Sightings Report: January 28th, 2018

Sighting from SFWT trip on vessel Outer Limits

This trip saw some of the best weather we had seen in a few months. Light northerly winds meant that the day was sunny and there were few whitecaps. 

We were searching for whales the whole trip out to the Farallon Islands. We had great visibility, spotting several groups of harbor porpoises, a few harbor seals, and California sea lions resting on the shipping lane buoys. 

We had just made it close to the islands when I saw a spout to the south. I called it out to the captain and we made our way towards it slowly. 

As we observed the whale's stout, heart-shaped blow, we spotted another spout to the west. It turned out we had three gray whales surrounding us. 

One of the grays surfaced alone while the other two dove and surfaced in synchrony. One of the whales in the pair was floating on its side and on its back, showing us a pectoral fin and half of the fluke. This social behavior is not commonly seen in our area, where the whales are often focused on traveling. 

 Whales floating on their sides, bellies facing each other. You can see one lobe of a fluke and some pectoral fins sticking out of the water. A few gray whales display mating behavior on their migration south, especially if they're later in the season.

Whales floating on their sides, bellies facing each other. You can see one lobe of a fluke and some pectoral fins sticking out of the water. A few gray whales display mating behavior on their migration south, especially if they're later in the season.

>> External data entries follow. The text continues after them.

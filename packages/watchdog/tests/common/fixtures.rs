//! Fixtures for arranging executions and documents in specific states.
//!
//! Staleness scenarios are arranged by backdating timestamps with raw
//! updates rather than by sleeping through real timeouts.

use sqlx::PgPool;
use uuid::Uuid;
use watchdog_core::models::{DocumentResult, DocumentStatus, Execution, ExecutionStatus};

/// Start a Running execution with the default retry budget.
pub async fn running_execution(pool: &PgPool, total_items: i32) -> Execution {
    Execution::start("test-batch", total_items, 3, pool)
        .await
        .expect("failed to start execution")
}

/// Seed `count` Pending documents under an execution and return them.
pub async fn seed_documents(pool: &PgPool, execution_id: Uuid, count: usize) -> Vec<DocumentResult> {
    let codes: Vec<String> = (0..count).map(|i| format!("DOC-{i:04}")).collect();
    DocumentResult::seed_pending(execution_id, &codes, pool)
        .await
        .expect("failed to seed documents");
    DocumentResult::find_by_execution(execution_id, pool)
        .await
        .expect("failed to load documents")
}

/// Set the execution's heartbeat to `minutes` ago.
pub async fn backdate_heartbeat(pool: &PgPool, execution_id: Uuid, minutes: i64) {
    sqlx::query(
        "UPDATE executions SET last_heartbeat_at = NOW() - ($2 || ' minutes')::INTERVAL WHERE id = $1",
    )
    .bind(execution_id)
    .bind(minutes.to_string())
    .execute(pool)
    .await
    .expect("failed to backdate heartbeat");
}

/// Clear the heartbeat entirely and push `started_at` back `minutes`.
pub async fn backdate_start_without_heartbeat(pool: &PgPool, execution_id: Uuid, minutes: i64) {
    sqlx::query(
        r#"
        UPDATE executions
        SET last_heartbeat_at = NULL,
            started_at = NOW() - ($2 || ' minutes')::INTERVAL
        WHERE id = $1
        "#,
    )
    .bind(execution_id)
    .bind(minutes.to_string())
    .execute(pool)
    .await
    .expect("failed to backdate start");
}

/// Force an execution into an arbitrary status (test arrangement only).
pub async fn force_status(pool: &PgPool, execution_id: Uuid, status: ExecutionStatus) {
    sqlx::query("UPDATE executions SET status = $2 WHERE id = $1")
        .bind(execution_id)
        .bind(status)
        .execute(pool)
        .await
        .expect("failed to force status");
}

pub async fn set_retry_count(pool: &PgPool, execution_id: Uuid, retry_count: i32) {
    sqlx::query("UPDATE executions SET retry_count = $2 WHERE id = $1")
        .bind(execution_id)
        .bind(retry_count)
        .execute(pool)
        .await
        .expect("failed to set retry count");
}

/// Force a document into an arbitrary status with a given attempt count.
pub async fn force_document_state(
    pool: &PgPool,
    document_id: Uuid,
    status: DocumentStatus,
    attempts: i32,
) {
    sqlx::query(
        r#"
        UPDATE document_results
        SET status = $2,
            attempts = $3,
            last_error_at = CASE WHEN $2 = 'error'::document_status THEN NOW() ELSE last_error_at END
        WHERE id = $1
        "#,
    )
    .bind(document_id)
    .bind(status)
    .bind(attempts)
    .execute(pool)
    .await
    .expect("failed to force document state");
}

/// Push a document's `updated_at` back `minutes` (wedged-item arrangement).
pub async fn backdate_document(pool: &PgPool, document_id: Uuid, minutes: i64) {
    sqlx::query(
        "UPDATE document_results SET updated_at = NOW() - ($2 || ' minutes')::INTERVAL WHERE id = $1",
    )
    .bind(document_id)
    .bind(minutes.to_string())
    .execute(pool)
    .await
    .expect("failed to backdate document");
}

/// Reload an execution, panicking if it disappeared.
pub async fn reload(pool: &PgPool, execution_id: Uuid) -> Execution {
    Execution::find_by_id(execution_id, pool)
        .await
        .expect("failed to reload execution")
        .expect("execution disappeared")
}

/// Reload a document, panicking if it disappeared.
pub async fn reload_document(pool: &PgPool, document_id: Uuid) -> DocumentResult {
    DocumentResult::find_by_id(document_id, pool)
        .await
        .expect("failed to reload document")
        .expect("document disappeared")
}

We watched the whales interact with each other while floating in neutral. We saw several fluke dives, and a few times the whales came within 100 yards of the boat. 

 Gray whale fluke.

Gray whale fluke.

After spending almost an hour with the whales, we headed towards the islands. We saw a large group of eared grebes in Mirounga Bay, along with surf scoters, pelagic and double crested cormorants, common murres and western gulls.

 Eared grebes.

Eared grebes.

As we moved around the northern side of the island, a Peregrine falcon soared overhead. 

 Peregrine.

Peregrine.

We turned back around the island towards Fisherman's Bay, getting a close look at the seabirds on Sugarloaf. The California and Stellar's sea lions on shore barked and slid into the water. 

We also noticed moon jellies and pacific sea nettles in the water. 

 Murre arch.

Murre arch.

Our trip back was smooth and sunny, with more porpoise and seal sightings near the Golden Gate Bridge.